[Records from a data collection]
_ _ _ _ _ _ _

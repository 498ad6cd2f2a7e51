//! Month and weekday name tables.
//!
//! These tables are the single source of truth for translating between the
//! names a user types, the numbers derived from timestamps, and the names
//! printed in reports. Month numbers are 1-based (`1` = January) and weekday
//! indices are 0-based starting on Monday, matching
//! [`chrono::Datelike::month`] and [`chrono::Weekday::num_days_from_monday`].

/// Sentinel accepted by the month and day prompts meaning "no filter".
pub const ALL: &str = "all";

/// Lowercase month names; `MONTH_NAMES[n - 1]` is month number `n`.
pub const MONTH_NAMES: [&str; 12] = [
    "january",
    "february",
    "march",
    "april",
    "may",
    "june",
    "july",
    "august",
    "september",
    "october",
    "november",
    "december",
];

/// Lowercase weekday names; `DAY_NAMES[i]` is weekday index `i` (Monday = 0).
pub const DAY_NAMES: [&str; 7] = [
    "monday",
    "tuesday",
    "wednesday",
    "thursday",
    "friday",
    "saturday",
    "sunday",
];

/// 1-based month number for a lowercase month name.
pub fn month_number(name: &str) -> Option<u32> {
    MONTH_NAMES
        .iter()
        .position(|m| *m == name)
        .map(|i| i as u32 + 1)
}

/// 0-based weekday index (Monday = 0) for a lowercase day name.
pub fn day_index(name: &str) -> Option<u32> {
    DAY_NAMES.iter().position(|d| *d == name).map(|i| i as u32)
}

/// Lowercase name of a 1-based month number.
pub fn month_name(number: u32) -> Option<&'static str> {
    number
        .checked_sub(1)
        .and_then(|i| MONTH_NAMES.get(i as usize))
        .copied()
}

/// Lowercase name of a weekday index.
pub fn day_name(index: u32) -> Option<&'static str> {
    DAY_NAMES.get(index as usize).copied()
}

/// Capitalize the first letter of every alphabetic run and lowercase the rest.
///
/// `"new york city"` becomes `"New York City"`, `"clark st & lake st"` becomes
/// `"Clark St & Lake St"`.
pub fn title_case(text: &str) -> String {
    let mut out = String::with_capacity(text.len());
    let mut in_word = false;
    for c in text.chars() {
        if c.is_alphabetic() {
            if in_word {
                out.extend(c.to_lowercase());
            } else {
                out.extend(c.to_uppercase());
            }
            in_word = true;
        } else {
            out.push(c);
            in_word = false;
        }
    }
    out
}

_ _ _ _ _ _ _

Word for word, repeat the records above.

(WRITTEN ANSWER):
repository 498ad6cd2f2a7e51
//! Month and weekday name tables.
//!
//! These tables are the single source of truth for translating between the
//! names a user types, the numbers derived from timestamps, and the names
//! printed in reports. Month numbers are 1-based (`1` = January) and weekday
//! indices are 0-based starting on Monday, matching
//! [`chrono::Datelike::month`] and [`chrono::Weekday::num_days_from_monday`].

/// Sentinel accepted by the month and day prompts meaning "no filter".
pub const ALL: &str = "all";

/// Lowercase month names; `MONTH_NAMES[n - 1]` is month number `n`.
pub const MONTH_NAMES: [&str; 12] = [
    "january",
    "february",
    "march",
    "april",
    "may",
    "june",
    "july",
    "august",
    "september",
    "october",
    "november",
    "december",
];

/// Lowercase weekday names; `DAY_NAMES[i]` is weekday index `i` (Monday = 0).
pub const DAY_NAMES: [&str; 7] = [
    "monday",
    "tuesday",
    "wednesday",
    "thursday",
    "friday",
    "saturday",
    "sunday",
];

/// 1-based month number for a lowercase month name.
pub fn month_number(name: &str) -> Option<u32> {
    MONTH_NAMES
        .iter()
        .position(|m| *m == name)
        .map(|i| i as u32 + 1)
}

/// 0-based weekday index (Monday = 0) for a lowercase day name.
pub fn day_index(name: &str) -> Option<u32> {
    DAY_NAMES.iter().position(|d| *d == name).map(|i| i as u32)
}

/// Lowercase name of a 1-based month number.
pub fn month_name(number: u32) -> Option<&'static str> {
    number
        .checked_sub(1)
        .and_then(|i| MONTH_NAMES.get(i as usize))
        .copied()
}

/// Lowercase name of a weekday index.
pub fn day_name(index: u32) -> Option<&'static str> {
    DAY_NAMES.get(index as usize).copied()
}

/// Capitalize the first letter of every alphabetic run and lowercase the rest.
///
/// `"new york city"` becomes `"New York City"`, `"clark st & lake st"` becomes
/// `"Clark St & Lake St"`.
pub fn title_case(text: &str) -> String {
    let mut out = String::with_capacity(text.len());
    let mut in_word = false;
    for c in text.chars() {
        if c.is_alphabetic() {
            if in_word {
                out.extend(c.to_lowercase());
            } else {
                out.extend(c.to_uppercase());
            }
            in_word = true;
        } else {
            out.push(c);
            in_word = false;
        }
    }
    out
}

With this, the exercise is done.